# DIRECTIONS:
Search the data for "cursor". Return each matching line.

⟨

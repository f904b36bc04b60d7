use std::future::Future;
use std::sync::Arc;

use async_trait::async_trait;
use futures::future::BoxFuture;
use futures::FutureExt;

use crate::adaptor::query::QueryDefinition;
use crate::adaptor::write::FieldTransform;
use crate::error::DbResult;
use crate::model::{DocumentKey, FieldPath};
use crate::value::MapValue;

/// Metadata reported alongside a native snapshot.
#[derive(Clone, Copy, Debug, Default, PartialEq, Eq)]
pub struct SnapshotMetadata {
    pub from_cache: bool,
    pub has_pending_writes: bool,
}

impl SnapshotMetadata {
    pub fn new(from_cache: bool, has_pending_writes: bool) -> Self {
        Self {
            from_cache,
            has_pending_writes,
        }
    }
}

/// A document as returned by a native datastore. `data` is `None` when the
/// document does not exist.
#[derive(Clone, Debug)]
pub struct NativeSnapshot {
    key: DocumentKey,
    data: Option<MapValue>,
    metadata: SnapshotMetadata,
}

impl NativeSnapshot {
    pub fn new(key: DocumentKey, data: Option<MapValue>, metadata: SnapshotMetadata) -> Self {
        Self {
            key,
            data,
            metadata,
        }
    }

    pub fn missing(key: DocumentKey) -> Self {
        Self::new(key, None, SnapshotMetadata::default())
    }

    pub fn key(&self) -> &DocumentKey {
        &self.key
    }

    pub fn exists(&self) -> bool {
        self.data.is_some()
    }

    pub fn data(&self) -> Option<&MapValue> {
        self.data.as_ref()
    }

    pub fn into_data(self) -> Option<MapValue> {
        self.data
    }

    pub fn metadata(&self) -> SnapshotMetadata {
        self.metadata
    }
}

/// A single write in a commit.
///
/// `Set` with a mask is a merge: only masked paths are touched, and masked
/// paths missing from `data` are deleted. `Update` additionally requires the
/// document to exist.
#[derive(Clone, Debug)]
pub enum WriteOperation {
    Set {
        key: DocumentKey,
        data: MapValue,
        mask: Option<Vec<FieldPath>>,
        transforms: Vec<FieldTransform>,
    },
    Update {
        key: DocumentKey,
        data: MapValue,
        field_paths: Vec<FieldPath>,
        transforms: Vec<FieldTransform>,
    },
    Delete {
        key: DocumentKey,
    },
}

impl WriteOperation {
    pub fn key(&self) -> &DocumentKey {
        match self {
            WriteOperation::Set { key, .. }
            | WriteOperation::Update { key, .. }
            | WriteOperation::Delete { key } => key,
        }
    }
}

/// Body of a native transaction. It may be invoked several times when the
/// datastore retries on contention.
pub type TransactionFn<'a> =
    Box<dyn FnMut(Arc<dyn NativeTransaction>) -> BoxFuture<'a, DbResult<()>> + Send + 'a>;

/// Boxes a closure into a [`TransactionFn`].
pub fn transaction_fn<'a, F, Fut>(mut body: F) -> TransactionFn<'a>
where
    F: FnMut(Arc<dyn NativeTransaction>) -> Fut + Send + 'a,
    Fut: Future<Output = DbResult<()>> + Send + 'a,
{
    Box::new(move |transaction| body(transaction).boxed())
}

/// The native database client the typed helpers forward to.
#[async_trait]
pub trait Datastore: Send + Sync + 'static {
    async fn get_document(&self, key: &DocumentKey) -> DbResult<NativeSnapshot>;

    /// Reads several documents, returning snapshots in request order.
    ///
    /// Clients without batch reads fall back to one read per key.
    async fn batch_get_documents(&self, keys: &[DocumentKey]) -> DbResult<Vec<NativeSnapshot>> {
        let mut snapshots = Vec::with_capacity(keys.len());
        for key in keys {
            snapshots.push(self.get_document(key).await?);
        }
        Ok(snapshots)
    }

    async fn run_query(&self, query: &QueryDefinition) -> DbResult<Vec<NativeSnapshot>>;

    /// Applies every write atomically.
    async fn commit(&self, writes: Vec<WriteOperation>) -> DbResult<()>;

    /// Runs `body` inside a read-write transaction and commits the writes it
    /// buffered. Contention retries happen here.
    async fn run_transaction<'a>(&self, body: TransactionFn<'a>) -> DbResult<()>;
}

/// Handle passed to a transaction body.
#[async_trait]
pub trait NativeTransaction: Send + Sync {
    /// Reads a document. Fails once the transaction has buffered a write.
    async fn get(&self, key: &DocumentKey) -> DbResult<NativeSnapshot>;

    /// Buffers a write until the transaction commits.
    fn write(&self, write: WriteOperation) -> DbResult<()>;

    fn set(
        &self,
        key: DocumentKey,
        data: MapValue,
        mask: Option<Vec<FieldPath>>,
        transforms: Vec<FieldTransform>,
    ) -> DbResult<()> {
        self.write(WriteOperation::Set {
            key,
            data,
            mask,
            transforms,
        })
    }

    fn update(
        &self,
        key: DocumentKey,
        data: MapValue,
        field_paths: Vec<FieldPath>,
        transforms: Vec<FieldTransform>,
    ) -> DbResult<()> {
        self.write(WriteOperation::Update {
            key,
            data,
            field_paths,
            transforms,
        })
    }

    fn delete(&self, key: DocumentKey) -> DbResult<()> {
        self.write(WriteOperation::Delete { key })
    }
}

/// Supplies bearer tokens for HTTP requests.
#[async_trait]
pub trait TokenProvider: Send + Sync + 'static {
    async fn get_token(&self) -> DbResult<Option<String>>;
    fn invalidate_token(&self);

    /// Whether `get_token` can return a different token after
    /// `invalidate_token`. Rejected tokens are only retried when it can.
    fn can_refresh(&self) -> bool {
        true
    }
}

pub type TokenProviderArc = Arc<dyn TokenProvider>;

#[derive(Default, Clone)]
pub struct NoopTokenProvider;

#[async_trait]
impl TokenProvider for NoopTokenProvider {
    async fn get_token(&self) -> DbResult<Option<String>> {
        Ok(None)
    }

    fn invalidate_token(&self) {}

    fn can_refresh(&self) -> bool {
        false
    }
}

/// A fixed token, e.g. `owner` against the emulator or a pre-fetched OAuth
/// access token.
#[derive(Clone, Debug)]
pub struct StaticTokenProvider {
    token: String,
}

impl StaticTokenProvider {
    pub fn new(token: impl Into<String>) -> Self {
        Self {
            token: token.into(),
        }
    }
}

#[async_trait]
impl TokenProvider for StaticTokenProvider {
    async fn get_token(&self) -> DbResult<Option<String>> {
        Ok(Some(self.token.clone()))
    }

    fn invalidate_token(&self) {}

    fn can_refresh(&self) -> bool {
        false
    }
}
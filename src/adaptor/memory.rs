use std::cmp::Ordering;
use std::collections::BTreeMap;
use std::mem::discriminant;
use std::sync::atomic::{AtomicBool, Ordering as AtomicOrdering};
use std::sync::{Arc, Mutex, MutexGuard, PoisonError};

use async_trait::async_trait;

use crate::adaptor::datastore::{
    Datastore, NativeSnapshot, NativeTransaction, SnapshotMetadata, TransactionFn, WriteOperation,
};
use crate::adaptor::query::{Bound, FieldFilter, FilterOperator, OrderBy, OrderDirection, QueryDefinition, LimitType};
use crate::adaptor::write::{FieldTransform, TransformOperation};
use crate::error::{aborted, invalid_argument, not_found, DbResult};
use crate::model::{DocumentKey, Timestamp};
use crate::value::{MapValue, Value, ValueKind};

/// Attempts made before a contended transaction gives up.
const MAX_TRANSACTION_ATTEMPTS: usize = 5;

#[derive(Clone, Debug)]
struct StoredDocument {
    data: MapValue,
    version: u64,
}

#[derive(Default)]
struct Store {
    documents: BTreeMap<DocumentKey, StoredDocument>,
    version: u64,
}

impl Store {
    fn version_of(&self, key: &DocumentKey) -> Option<u64> {
        self.documents.get(key).map(|doc| doc.version)
    }

    fn snapshot(&self, key: &DocumentKey) -> NativeSnapshot {
        let data = self.documents.get(key).map(|doc| doc.data.clone());
        NativeSnapshot::new(key.clone(), data, SnapshotMetadata::default())
    }

    /// Applies `writes` all-or-nothing.
    fn apply(&mut self, writes: Vec<WriteOperation>) -> DbResult<()> {
        let commit_time = Timestamp::now();
        let version = self.version + 1;
        let mut staged = self.documents.clone();

        for write in writes {
            match write {
                WriteOperation::Set {
                    key,
                    data,
                    mask,
                    transforms,
                } => {
                    let mut fields = match mask {
                        Some(mask) => {
                            let mut fields = staged
                                .get(&key)
                                .map(|doc| doc.data.clone())
                                .unwrap_or_default();
                            for path in &mask {
                                match data.get_path(path) {
                                    Some(value) => fields.set_path(path, value.clone()),
                                    None => fields.remove_path(path),
                                }
                            }
                            fields
                        }
                        None => data,
                    };
                    apply_transforms(&mut fields, &transforms, commit_time);
                    staged.insert(key, StoredDocument { data: fields, version });
                }
                WriteOperation::Update {
                    key,
                    data,
                    field_paths,
                    transforms,
                } => {
                    let mut fields = staged
                        .get(&key)
                        .map(|doc| doc.data.clone())
                        .ok_or_else(|| {
                            not_found(format!(
                                "No document to update: {}",
                                key.path().canonical_string()
                            ))
                        })?;
                    for path in &field_paths {
                        match data.get_path(path) {
                            Some(value) => fields.set_path(path, value.clone()),
                            None => fields.remove_path(path),
                        }
                    }
                    apply_transforms(&mut fields, &transforms, commit_time);
                    staged.insert(key, StoredDocument { data: fields, version });
                }
                WriteOperation::Delete { key } => {
                    staged.remove(&key);
                }
            }
        }

        self.documents = staged;
        self.version = version;
        Ok(())
    }
}

/// A process-local datastore with the same write, query and transaction
/// semantics as the backend. Used by tests and by the testing adaptor.
#[derive(Clone, Default)]
pub struct InMemoryDatastore {
    store: Arc<Mutex<Store>>,
}

impl InMemoryDatastore {
    pub fn new() -> Self {
        Self::default()
    }

    /// Drops every stored document.
    pub fn clear(&self) {
        self.lock().documents.clear();
    }

    /// Number of stored documents.
    pub fn len(&self) -> usize {
        self.lock().documents.len()
    }

    pub fn is_empty(&self) -> bool {
        self.len() == 0
    }

    fn lock(&self) -> MutexGuard<'_, Store> {
        self.store.lock().unwrap_or_else(PoisonError::into_inner)
    }
}

#[async_trait]
impl Datastore for InMemoryDatastore {
    async fn get_document(&self, key: &DocumentKey) -> DbResult<NativeSnapshot> {
        Ok(self.lock().snapshot(key))
    }

    async fn batch_get_documents(&self, keys: &[DocumentKey]) -> DbResult<Vec<NativeSnapshot>> {
        let store = self.lock();
        Ok(keys.iter().map(|key| store.snapshot(key)).collect())
    }

    async fn run_query(&self, query: &QueryDefinition) -> DbResult<Vec<NativeSnapshot>> {
        let candidates: Vec<NativeSnapshot> = {
            let store = self.lock();
            store
                .documents
                .iter()
                .filter(|(key, _)| &key.collection_path() == query.collection_path())
                .map(|(key, doc)| {
                    NativeSnapshot::new(key.clone(), Some(doc.data.clone()), SnapshotMetadata::default())
                })
                .collect()
        };
        Ok(evaluate_query(candidates, query))
    }

    async fn commit(&self, writes: Vec<WriteOperation>) -> DbResult<()> {
        if writes.is_empty() {
            return Ok(());
        }
        self.lock().apply(writes)
    }

    async fn run_transaction<'a>(&self, mut body: TransactionFn<'a>) -> DbResult<()> {
        for attempt in 1..=MAX_TRANSACTION_ATTEMPTS {
            let transaction = Arc::new(InMemoryTransaction::new(self.clone()));
            let native: Arc<dyn NativeTransaction> = transaction.clone();
            body(native).await?;

            let (reads, writes) = transaction.finish();
            let mut store = self.lock();
            let conflicted = reads
                .iter()
                .any(|(key, version)| store.version_of(key) != *version);
            if !conflicted {
                return store.apply(writes);
            }
            drop(store);
            log::debug!("in-memory transaction contended, attempt {attempt} of {MAX_TRANSACTION_ATTEMPTS}");
        }
        Err(aborted(format!(
            "Transaction failed after {MAX_TRANSACTION_ATTEMPTS} attempts due to contention"
        )))
    }
}

struct InMemoryTransaction {
    datastore: InMemoryDatastore,
    reads: Mutex<Vec<(DocumentKey, Option<u64>)>>,
    writes: Mutex<Vec<WriteOperation>>,
    has_writes: AtomicBool,
}

impl InMemoryTransaction {
    fn new(datastore: InMemoryDatastore) -> Self {
        Self {
            datastore,
            reads: Mutex::new(Vec::new()),
            writes: Mutex::new(Vec::new()),
            has_writes: AtomicBool::new(false),
        }
    }

    fn finish(&self) -> (Vec<(DocumentKey, Option<u64>)>, Vec<WriteOperation>) {
        let reads = std::mem::take(&mut *self.reads.lock().unwrap_or_else(PoisonError::into_inner));
        let writes = std::mem::take(&mut *self.writes.lock().unwrap_or_else(PoisonError::into_inner));
        (reads, writes)
    }
}

#[async_trait]
impl NativeTransaction for InMemoryTransaction {
    async fn get(&self, key: &DocumentKey) -> DbResult<NativeSnapshot> {
        if self.has_writes.load(AtomicOrdering::SeqCst) {
            return Err(invalid_argument(
                "Transactions must perform all reads before any writes",
            ));
        }
        let (snapshot, version) = {
            let store = self.datastore.lock();
            (store.snapshot(key), store.version_of(key))
        };
        self.reads
            .lock()
            .unwrap_or_else(PoisonError::into_inner)
            .push((key.clone(), version));
        Ok(snapshot)
    }

    fn write(&self, write: WriteOperation) -> DbResult<()> {
        self.has_writes.store(true, AtomicOrdering::SeqCst);
        self.writes
            .lock()
            .unwrap_or_else(PoisonError::into_inner)
            .push(write);
        Ok(())
    }
}

fn apply_transforms(fields: &mut MapValue, transforms: &[FieldTransform], commit_time: Timestamp) {
    for transform in transforms {
        let path = transform.field_path();
        let current = fields.get_path(path);
        let next = match transform.operation() {
            TransformOperation::ServerTimestamp => Value::from_timestamp(commit_time),
            TransformOperation::Increment(operand) => increment(current, operand),
            TransformOperation::ArrayUnion(elements) => {
                let mut values = existing_array(current);
                for element in elements {
                    if !values.iter().any(|value| value.loosely_equals(element)) {
                        values.push(element.clone());
                    }
                }
                Value::from_array(values)
            }
            TransformOperation::ArrayRemove(elements) => {
                let mut values = existing_array(current);
                values.retain(|value| !elements.iter().any(|element| element.loosely_equals(value)));
                Value::from_array(values)
            }
        };
        fields.set_path(path, next);
    }
}

fn increment(current: Option<&Value>, operand: &Value) -> Value {
    match (current.map(Value::kind), operand.kind()) {
        (Some(ValueKind::Integer(a)), ValueKind::Integer(b)) => Value::from_integer(a.saturating_add(*b)),
        (Some(ValueKind::Integer(a)), ValueKind::Double(b)) => Value::from_double(*a as f64 + b),
        (Some(ValueKind::Double(a)), ValueKind::Integer(b)) => Value::from_double(a + *b as f64),
        (Some(ValueKind::Double(a)), ValueKind::Double(b)) => Value::from_double(a + b),
        _ => operand.clone(),
    }
}

fn existing_array(current: Option<&Value>) -> Vec<Value> {
    match current.map(Value::kind) {
        Some(ValueKind::Array(values)) => values.clone(),
        _ => Vec::new(),
    }
}

/// Filters, orders, bounds and limits `documents` the way the backend
/// answers a structured query.
pub(crate) fn evaluate_query(documents: Vec<NativeSnapshot>, query: &QueryDefinition) -> Vec<NativeSnapshot> {
    let order_by = query.result_order_by();

    let mut results: Vec<NativeSnapshot> = documents
        .into_iter()
        .filter(NativeSnapshot::exists)
        .filter(|snapshot| query.filters().iter().all(|filter| matches_filter(snapshot, filter)))
        .filter(|snapshot| {
            order_by
                .iter()
                .all(|order| field_value(snapshot, order).is_some())
        })
        .collect();

    results.sort_by(|left, right| compare_snapshots(left, right, &order_by));

    if let Some(bound) = query.start_at() {
        results.retain(|snapshot| {
            let ordering = compare_to_bound(snapshot, bound, &order_by);
            ordering == Ordering::Greater || (ordering == Ordering::Equal && bound.inclusive())
        });
    }
    if let Some(bound) = query.end_at() {
        results.retain(|snapshot| {
            let ordering = compare_to_bound(snapshot, bound, &order_by);
            ordering == Ordering::Less || (ordering == Ordering::Equal && bound.inclusive())
        });
    }

    if let Some(limit) = query.limit() {
        let limit = limit as usize;
        if results.len() > limit {
            match query.limit_type() {
                LimitType::First => results.truncate(limit),
                LimitType::Last => {
                    results.drain(..results.len() - limit);
                }
            }
        }
    }
    results
}

fn field_value(snapshot: &NativeSnapshot, order: &OrderBy) -> Option<Value> {
    lookup(snapshot, order.field())
}

fn lookup(snapshot: &NativeSnapshot, field: &crate::model::FieldPath) -> Option<Value> {
    if field.is_document_id() {
        return Some(Value::from_reference(snapshot.key().clone()));
    }
    snapshot.data()?.get_path(field).cloned()
}

fn comparable(left: &Value, right: &Value) -> bool {
    match (left.kind(), right.kind()) {
        (
            ValueKind::Integer(_) | ValueKind::Double(_),
            ValueKind::Integer(_) | ValueKind::Double(_),
        ) => true,
        (a, b) => discriminant(a) == discriminant(b),
    }
}

fn matches_filter(snapshot: &NativeSnapshot, filter: &FieldFilter) -> bool {
    let Some(value) = lookup(snapshot, filter.field()) else {
        return false;
    };
    let operand = filter.value();
    let ordered = |accept: fn(Ordering) -> bool| comparable(&value, operand) && accept(value.compare(operand));
    match filter.operator() {
        FilterOperator::Equal => value.loosely_equals(operand),
        FilterOperator::NotEqual => !value.loosely_equals(operand),
        FilterOperator::LessThan => ordered(|o| o == Ordering::Less),
        FilterOperator::LessThanOrEqual => ordered(|o| o != Ordering::Greater),
        FilterOperator::GreaterThan => ordered(|o| o == Ordering::Greater),
        FilterOperator::GreaterThanOrEqual => ordered(|o| o != Ordering::Less),
        FilterOperator::ArrayContains => match value.kind() {
            ValueKind::Array(values) => values.iter().any(|item| item.loosely_equals(operand)),
            _ => false,
        },
        FilterOperator::ArrayContainsAny => match (value.kind(), operand.kind()) {
            (ValueKind::Array(values), ValueKind::Array(needles)) => values
                .iter()
                .any(|item| needles.iter().any(|needle| needle.loosely_equals(item))),
            _ => false,
        },
        FilterOperator::In => match operand.kind() {
            ValueKind::Array(needles) => needles.iter().any(|needle| needle.loosely_equals(&value)),
            _ => false,
        },
        FilterOperator::NotIn => match operand.kind() {
            ValueKind::Array(needles) => {
                !value.is_null() && !needles.iter().any(|needle| needle.loosely_equals(&value))
            }
            _ => false,
        },
    }
}

fn directed(ordering: Ordering, direction: OrderDirection) -> Ordering {
    match direction {
        OrderDirection::Ascending => ordering,
        OrderDirection::Descending => ordering.reverse(),
    }
}

fn compare_snapshots(left: &NativeSnapshot, right: &NativeSnapshot, order_by: &[OrderBy]) -> Ordering {
    for order in order_by {
        let left_value = field_value(left, order).unwrap_or_else(Value::null);
        let right_value = field_value(right, order).unwrap_or_else(Value::null);
        let ordering = directed(left_value.compare(&right_value), order.direction());
        if ordering != Ordering::Equal {
            return ordering;
        }
    }
    Ordering::Equal
}

/// Position of `snapshot` relative to a cursor, in result order.
fn compare_to_bound(snapshot: &NativeSnapshot, bound: &Bound, order_by: &[OrderBy]) -> Ordering {
    for (order, cursor) in order_by.iter().zip(bound.values()) {
        let value = field_value(snapshot, order).unwrap_or_else(Value::null);
        let ordering = directed(value.compare(cursor), order.direction());
        if ordering != Ordering::Equal {
            return ordering;
        }
    }
    Ordering::Equal
}
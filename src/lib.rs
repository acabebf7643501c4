//! # Credibil Exchange
//!
//! An SDK for driving identity agents (credential issuance, proof
//! presentation, DID exchange) through their HTTP admin API and correlating
//! the webhook notifications the agents send as exchanges progress.
//!
//! The crate holds no protocol state of its own. All state lives in the
//! agents; the crate sends requests, waits for the agents to report the
//! resulting state changes, and returns the records they report.
//!
//! # Design
//!
//! ** Exchange Client **
//!
//! A [`Client`] pairs an [`Agent`] (the HTTP seam) with a [`Broker`] that
//! receives the agent's notifications. Besides plain request/response calls
//! it offers [`Client::await_notification`]: suspend until a notification on
//! a topic satisfies a [`Predicate`], or time out. Each notification is
//! delivered to at most one waiter, first match wins, in arrival order.
//!
//! Notifications reach the broker through the axum router built by
//! [`webhook::router`], mounted wherever the agent's webhook URL points.
//!
//! ** Exchange Driver **
//!
//! The [`Driver`] encodes multi-step exchanges as send → await confirming
//! notification → send next, for DID exchange, issue credential 1.0/2.0 and
//! present proof 2.0. A step that does not see its confirming notification
//! in time, or sees the exchange fail or regress, aborts the exchange.
//!
//! ** Provider **
//!
//! All agent traffic goes through the [`Agent`] trait, so a [`Client`] never
//! depends on a particular transport. [`http::HttpAgent`] implements it over
//! the agent's admin API with `reqwest`; tests script it in-process.
//!
//! # Example
//!
//! See `demos/harness` for a binary that connects two agents, issues a
//! credential and presents it, exiting non-zero if verification fails.

pub mod broker;
pub mod client;
pub mod config;
pub mod driver;
mod error;
pub mod http;
pub mod notification;
pub mod protocol;
pub mod provider;
pub mod webhook;

pub use broker::Broker;
pub use client::Client;
pub use config::Config;
pub use driver::{Driver, DriverConfig};
pub use error::{Error, Result};
pub use notification::{Filter, Notification, Predicate};
pub use protocol::Record;
pub use provider::{Agent, Method};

⟩

# ANSWER FOR THIS EXERCISE:
/// Position of `snapshot` relative to a cursor, in result order.
    for (order, cursor) in order_by.iter().zip(bound.values()) {
        let ordering = directed(value.compare(cursor), order.direction());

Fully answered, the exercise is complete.